Synthesis of 4-styrylpyrazoles and Evaluation of their Inhibitory Effects on Cyclin-dependent Kinases.

Abstract

Cycle-regulating and transcriptional cyclin-dependent kinases (CDKs) are attractive targets in cancer drug development. Several CDK inhibitors have already been obtained or are close to regulatory approval for clinical applications. Phenylazopyrazole CAN508 has been described as the first selective CDK9 inhibitor with an IC50 of 350 nM. Since the azo-moiety is not a suitable functionality for drugs due to pharmacological reasons, the preparation of carbo-analogues of CAN508 with similar biological activities is desirable. The present work is focused on the synthesis of carbo-analogues similar to CAN508 and their CDK inhibition activity. Herein, the synthesis of 21 novel carbo analogues of CAN508 and their intermediates is reported. Subsequently, target compounds 8a - 8u were evaluated for protein kinase inhibition (CDK2/cyclin E, CDK4/cyclin D, CDK9/cyclin T) and antiproliferative activities in cell lines (K562, MCF-7, MV4-11). Moreover, the binding mode of derivative 8s in the active site of CDK9 was modelled. Compounds 8a - 8u were obtained from key intermediate 7, which was prepared by linear synthesis involving Vilsmeier-Haack, Knoevenagel, Hunsdiecker, and Suzuki-Miyaura reactions.

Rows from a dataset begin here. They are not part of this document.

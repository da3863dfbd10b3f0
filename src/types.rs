/* This Source Code Form is subject to the terms of the Mozilla Public
 * License, v. 2.0. If a copy of the MPL was not distributed with this
 * file, You can obtain one at http://mozilla.org/MPL/2.0/. */

//! EWS property types built on the change-tracking containers.

pub mod attachments;
pub mod contacts;
pub mod ids;
pub mod mailbox;
pub mod permissions;
pub mod rules;

pub use self::attachments::{Attachment, AttachmentCollection, AttachmentKind, AttachmentSchema};
pub use self::contacts::{
    EmailAddressDictionary, EmailAddressEntry, EmailAddressKey, PhoneNumberDictionary,
    PhoneNumberEntry, PhoneNumberKey, PhysicalAddressDictionary, PhysicalAddressEntry,
    PhysicalAddressField, PhysicalAddressKey,
};
pub use self::ids::{
    FolderId, ItemId, OccurrenceItemId, RecurringMasterItemId, ServiceId, WellKnownFolderName,
};
pub use self::mailbox::{EmailAddress, EmailAddressCollection, Mailbox, MailboxType};
pub use self::permissions::{
    FolderPermission, FolderPermissionCollection, FolderPermissionLevel,
    FolderPermissionReadAccess, PermissionScope, StandardUser, UserId,
};
pub use self::rules::{DateRange, SizeRange};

Styrylpyrazoles 8t and 8u were the most potent CDK9 inhibitors with IC50 values of approximately 1 μM. Molecular modelling suggested binding in the active site of CDK9. The flow cytometric analysis of MV4-11 cells treated with the most active styrylpyrazoles showed a significant G1-arrest. The prepared styrylpyrazoles showed inhibition activity towards CDKs and can provide a novel chemotype of kinase inhibitors.